:: Task data

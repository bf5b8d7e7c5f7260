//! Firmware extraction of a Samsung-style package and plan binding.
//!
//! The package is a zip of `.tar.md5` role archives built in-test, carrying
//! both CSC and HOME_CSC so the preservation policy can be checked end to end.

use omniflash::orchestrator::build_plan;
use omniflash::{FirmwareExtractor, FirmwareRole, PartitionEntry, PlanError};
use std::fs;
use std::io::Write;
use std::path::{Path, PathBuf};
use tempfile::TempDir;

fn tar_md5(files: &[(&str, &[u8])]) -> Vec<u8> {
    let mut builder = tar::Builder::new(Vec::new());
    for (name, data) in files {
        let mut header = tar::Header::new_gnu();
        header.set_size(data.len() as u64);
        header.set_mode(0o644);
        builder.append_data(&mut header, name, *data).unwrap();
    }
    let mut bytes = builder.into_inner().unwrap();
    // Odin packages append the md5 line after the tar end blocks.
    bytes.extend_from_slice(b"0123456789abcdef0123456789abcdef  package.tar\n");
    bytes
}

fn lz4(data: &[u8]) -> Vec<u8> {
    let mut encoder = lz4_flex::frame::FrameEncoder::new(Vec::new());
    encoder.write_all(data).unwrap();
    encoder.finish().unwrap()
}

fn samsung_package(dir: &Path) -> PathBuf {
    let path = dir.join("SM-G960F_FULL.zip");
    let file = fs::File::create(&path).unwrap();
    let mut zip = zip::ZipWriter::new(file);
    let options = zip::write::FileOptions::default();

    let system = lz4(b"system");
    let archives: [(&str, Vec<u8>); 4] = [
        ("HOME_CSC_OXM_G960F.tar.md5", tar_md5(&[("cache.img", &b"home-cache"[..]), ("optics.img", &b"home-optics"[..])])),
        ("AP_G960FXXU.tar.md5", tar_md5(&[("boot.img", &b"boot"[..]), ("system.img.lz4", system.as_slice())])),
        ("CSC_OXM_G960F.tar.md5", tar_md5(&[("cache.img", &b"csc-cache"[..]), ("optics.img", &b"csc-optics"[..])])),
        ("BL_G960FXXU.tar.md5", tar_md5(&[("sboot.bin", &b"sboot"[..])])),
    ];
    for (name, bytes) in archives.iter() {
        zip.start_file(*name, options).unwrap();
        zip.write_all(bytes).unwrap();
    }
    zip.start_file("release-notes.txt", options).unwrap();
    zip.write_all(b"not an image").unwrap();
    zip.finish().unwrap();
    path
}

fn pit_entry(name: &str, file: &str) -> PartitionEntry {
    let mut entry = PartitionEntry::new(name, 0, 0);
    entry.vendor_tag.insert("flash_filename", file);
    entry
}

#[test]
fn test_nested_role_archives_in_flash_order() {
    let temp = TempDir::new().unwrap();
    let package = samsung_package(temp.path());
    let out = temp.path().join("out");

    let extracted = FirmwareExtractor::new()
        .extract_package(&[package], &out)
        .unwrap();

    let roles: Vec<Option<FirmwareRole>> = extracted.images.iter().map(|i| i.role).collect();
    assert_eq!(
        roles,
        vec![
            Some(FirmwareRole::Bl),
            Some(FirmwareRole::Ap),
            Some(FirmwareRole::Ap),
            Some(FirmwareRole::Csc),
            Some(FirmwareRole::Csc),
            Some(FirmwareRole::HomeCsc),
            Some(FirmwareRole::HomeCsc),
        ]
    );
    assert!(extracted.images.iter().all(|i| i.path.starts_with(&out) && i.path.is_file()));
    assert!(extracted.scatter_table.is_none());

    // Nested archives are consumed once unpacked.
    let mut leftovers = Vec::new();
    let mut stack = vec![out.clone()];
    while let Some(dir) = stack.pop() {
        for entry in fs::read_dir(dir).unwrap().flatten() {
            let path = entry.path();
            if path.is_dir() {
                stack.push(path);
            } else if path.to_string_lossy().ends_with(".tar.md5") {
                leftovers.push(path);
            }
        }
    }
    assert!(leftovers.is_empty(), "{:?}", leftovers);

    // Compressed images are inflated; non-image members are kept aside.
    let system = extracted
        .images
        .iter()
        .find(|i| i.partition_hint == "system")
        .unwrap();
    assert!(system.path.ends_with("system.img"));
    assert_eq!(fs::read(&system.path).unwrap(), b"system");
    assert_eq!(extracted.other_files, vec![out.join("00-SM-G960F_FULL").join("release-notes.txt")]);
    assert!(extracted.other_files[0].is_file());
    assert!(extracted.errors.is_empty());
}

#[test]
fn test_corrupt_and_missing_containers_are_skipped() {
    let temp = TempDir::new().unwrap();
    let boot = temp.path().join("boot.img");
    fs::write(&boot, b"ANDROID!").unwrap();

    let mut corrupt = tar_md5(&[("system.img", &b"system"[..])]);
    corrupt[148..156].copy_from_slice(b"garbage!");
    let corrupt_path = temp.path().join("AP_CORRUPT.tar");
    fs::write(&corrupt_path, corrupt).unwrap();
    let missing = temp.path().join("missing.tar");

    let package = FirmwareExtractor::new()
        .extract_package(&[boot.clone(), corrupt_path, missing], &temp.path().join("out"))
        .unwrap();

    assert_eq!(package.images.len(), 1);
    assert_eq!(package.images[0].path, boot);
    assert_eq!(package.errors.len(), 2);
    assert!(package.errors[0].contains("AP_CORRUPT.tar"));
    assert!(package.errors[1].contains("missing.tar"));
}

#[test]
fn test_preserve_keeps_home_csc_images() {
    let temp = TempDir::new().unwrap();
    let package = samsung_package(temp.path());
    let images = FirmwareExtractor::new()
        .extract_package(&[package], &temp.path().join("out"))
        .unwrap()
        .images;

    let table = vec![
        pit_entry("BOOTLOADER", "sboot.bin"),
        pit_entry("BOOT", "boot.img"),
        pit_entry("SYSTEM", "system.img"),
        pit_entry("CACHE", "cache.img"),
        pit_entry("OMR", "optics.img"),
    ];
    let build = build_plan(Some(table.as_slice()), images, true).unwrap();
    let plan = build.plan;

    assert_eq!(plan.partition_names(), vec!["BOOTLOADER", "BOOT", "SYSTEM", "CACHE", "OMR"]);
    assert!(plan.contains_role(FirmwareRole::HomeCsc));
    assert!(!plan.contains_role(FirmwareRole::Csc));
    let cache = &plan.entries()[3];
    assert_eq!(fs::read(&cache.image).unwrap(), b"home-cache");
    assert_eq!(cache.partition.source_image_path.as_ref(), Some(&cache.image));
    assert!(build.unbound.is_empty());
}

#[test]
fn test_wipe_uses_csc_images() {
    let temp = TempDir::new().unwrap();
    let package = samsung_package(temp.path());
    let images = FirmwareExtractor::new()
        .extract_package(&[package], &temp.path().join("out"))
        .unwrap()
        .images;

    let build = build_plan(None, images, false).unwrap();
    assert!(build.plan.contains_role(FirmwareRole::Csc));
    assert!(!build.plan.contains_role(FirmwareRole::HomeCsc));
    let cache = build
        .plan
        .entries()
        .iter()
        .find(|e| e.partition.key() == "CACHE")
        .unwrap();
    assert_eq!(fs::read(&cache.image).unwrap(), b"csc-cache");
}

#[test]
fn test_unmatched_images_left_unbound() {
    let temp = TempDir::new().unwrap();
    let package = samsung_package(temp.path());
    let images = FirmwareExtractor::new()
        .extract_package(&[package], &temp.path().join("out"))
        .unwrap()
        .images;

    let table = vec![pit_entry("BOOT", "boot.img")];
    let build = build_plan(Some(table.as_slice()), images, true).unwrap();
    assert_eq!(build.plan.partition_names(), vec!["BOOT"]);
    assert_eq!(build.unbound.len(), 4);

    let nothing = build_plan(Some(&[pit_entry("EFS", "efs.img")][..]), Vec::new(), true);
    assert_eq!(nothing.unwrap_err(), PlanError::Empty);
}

::::
:: Task data

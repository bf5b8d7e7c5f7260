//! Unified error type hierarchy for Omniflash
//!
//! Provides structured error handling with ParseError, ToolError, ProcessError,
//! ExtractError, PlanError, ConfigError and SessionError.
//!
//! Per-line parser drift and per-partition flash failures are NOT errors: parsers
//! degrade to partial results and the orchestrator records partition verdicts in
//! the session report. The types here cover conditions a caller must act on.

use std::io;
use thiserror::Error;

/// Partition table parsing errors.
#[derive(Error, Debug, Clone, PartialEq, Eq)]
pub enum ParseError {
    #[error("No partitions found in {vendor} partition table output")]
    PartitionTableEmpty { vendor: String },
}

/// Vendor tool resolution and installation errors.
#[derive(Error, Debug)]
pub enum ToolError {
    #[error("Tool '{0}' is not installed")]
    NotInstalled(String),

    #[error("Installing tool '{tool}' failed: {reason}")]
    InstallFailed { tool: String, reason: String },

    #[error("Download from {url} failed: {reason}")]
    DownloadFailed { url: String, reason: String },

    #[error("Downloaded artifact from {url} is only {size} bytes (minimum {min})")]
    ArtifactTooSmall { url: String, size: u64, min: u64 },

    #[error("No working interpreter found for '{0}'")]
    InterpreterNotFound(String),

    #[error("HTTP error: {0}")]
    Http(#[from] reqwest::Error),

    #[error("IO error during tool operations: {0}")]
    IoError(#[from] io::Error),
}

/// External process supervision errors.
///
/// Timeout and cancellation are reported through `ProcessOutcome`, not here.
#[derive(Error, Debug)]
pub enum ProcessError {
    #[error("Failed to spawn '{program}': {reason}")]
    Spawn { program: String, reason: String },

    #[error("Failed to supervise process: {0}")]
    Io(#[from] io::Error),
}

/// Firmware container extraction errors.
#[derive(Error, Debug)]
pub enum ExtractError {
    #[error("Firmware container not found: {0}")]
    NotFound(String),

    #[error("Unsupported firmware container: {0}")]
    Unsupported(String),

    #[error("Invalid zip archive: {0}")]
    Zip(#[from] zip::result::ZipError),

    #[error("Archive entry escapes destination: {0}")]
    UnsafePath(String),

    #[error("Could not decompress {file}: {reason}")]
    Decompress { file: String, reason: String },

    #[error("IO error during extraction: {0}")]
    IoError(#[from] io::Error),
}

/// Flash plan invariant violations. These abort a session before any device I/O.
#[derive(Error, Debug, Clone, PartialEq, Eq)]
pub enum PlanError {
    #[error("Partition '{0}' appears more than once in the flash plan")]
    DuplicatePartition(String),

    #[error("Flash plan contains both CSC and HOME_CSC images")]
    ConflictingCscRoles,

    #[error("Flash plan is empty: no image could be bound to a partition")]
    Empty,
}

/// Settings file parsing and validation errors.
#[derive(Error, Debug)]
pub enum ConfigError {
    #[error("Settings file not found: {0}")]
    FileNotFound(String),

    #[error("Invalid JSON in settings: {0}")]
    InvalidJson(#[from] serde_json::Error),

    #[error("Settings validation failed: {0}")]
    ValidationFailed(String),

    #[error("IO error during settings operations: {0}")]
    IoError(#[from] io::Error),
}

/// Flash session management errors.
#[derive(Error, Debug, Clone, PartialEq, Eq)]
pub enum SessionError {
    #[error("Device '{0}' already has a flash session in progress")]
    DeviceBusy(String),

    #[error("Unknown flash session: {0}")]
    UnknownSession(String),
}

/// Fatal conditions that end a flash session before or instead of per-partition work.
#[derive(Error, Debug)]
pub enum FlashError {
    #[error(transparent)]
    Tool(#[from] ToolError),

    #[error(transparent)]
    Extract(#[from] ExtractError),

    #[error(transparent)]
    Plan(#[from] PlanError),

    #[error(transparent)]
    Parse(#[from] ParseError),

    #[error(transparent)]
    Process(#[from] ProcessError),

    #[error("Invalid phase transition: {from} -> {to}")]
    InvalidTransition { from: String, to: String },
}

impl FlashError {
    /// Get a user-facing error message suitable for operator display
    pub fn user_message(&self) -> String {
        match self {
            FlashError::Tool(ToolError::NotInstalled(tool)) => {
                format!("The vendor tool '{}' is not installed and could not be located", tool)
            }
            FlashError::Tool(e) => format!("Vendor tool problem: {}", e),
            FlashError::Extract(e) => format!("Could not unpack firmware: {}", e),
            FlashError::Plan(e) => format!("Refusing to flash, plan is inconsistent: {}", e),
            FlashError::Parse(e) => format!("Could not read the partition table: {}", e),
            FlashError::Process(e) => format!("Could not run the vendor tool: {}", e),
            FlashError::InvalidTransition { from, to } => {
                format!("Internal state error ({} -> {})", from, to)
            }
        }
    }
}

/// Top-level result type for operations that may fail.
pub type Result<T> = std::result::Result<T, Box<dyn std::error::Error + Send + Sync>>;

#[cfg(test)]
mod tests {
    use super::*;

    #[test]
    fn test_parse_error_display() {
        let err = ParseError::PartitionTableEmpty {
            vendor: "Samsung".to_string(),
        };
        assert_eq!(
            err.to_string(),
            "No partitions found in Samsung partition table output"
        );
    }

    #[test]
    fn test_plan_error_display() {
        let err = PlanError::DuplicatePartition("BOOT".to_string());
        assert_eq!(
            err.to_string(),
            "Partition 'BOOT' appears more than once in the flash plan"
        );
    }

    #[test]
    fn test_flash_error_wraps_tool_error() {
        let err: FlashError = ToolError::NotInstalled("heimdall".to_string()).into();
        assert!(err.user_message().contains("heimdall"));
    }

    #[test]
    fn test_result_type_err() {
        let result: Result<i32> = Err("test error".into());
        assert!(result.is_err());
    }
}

::::

**Aim of the task:** Copy out all lines of the listing where the word "PartitionTableEmpty" appears.

**Answer to the exercise:**
    PartitionTableEmpty { vendor: String },
        let err = ParseError::PartitionTableEmpty {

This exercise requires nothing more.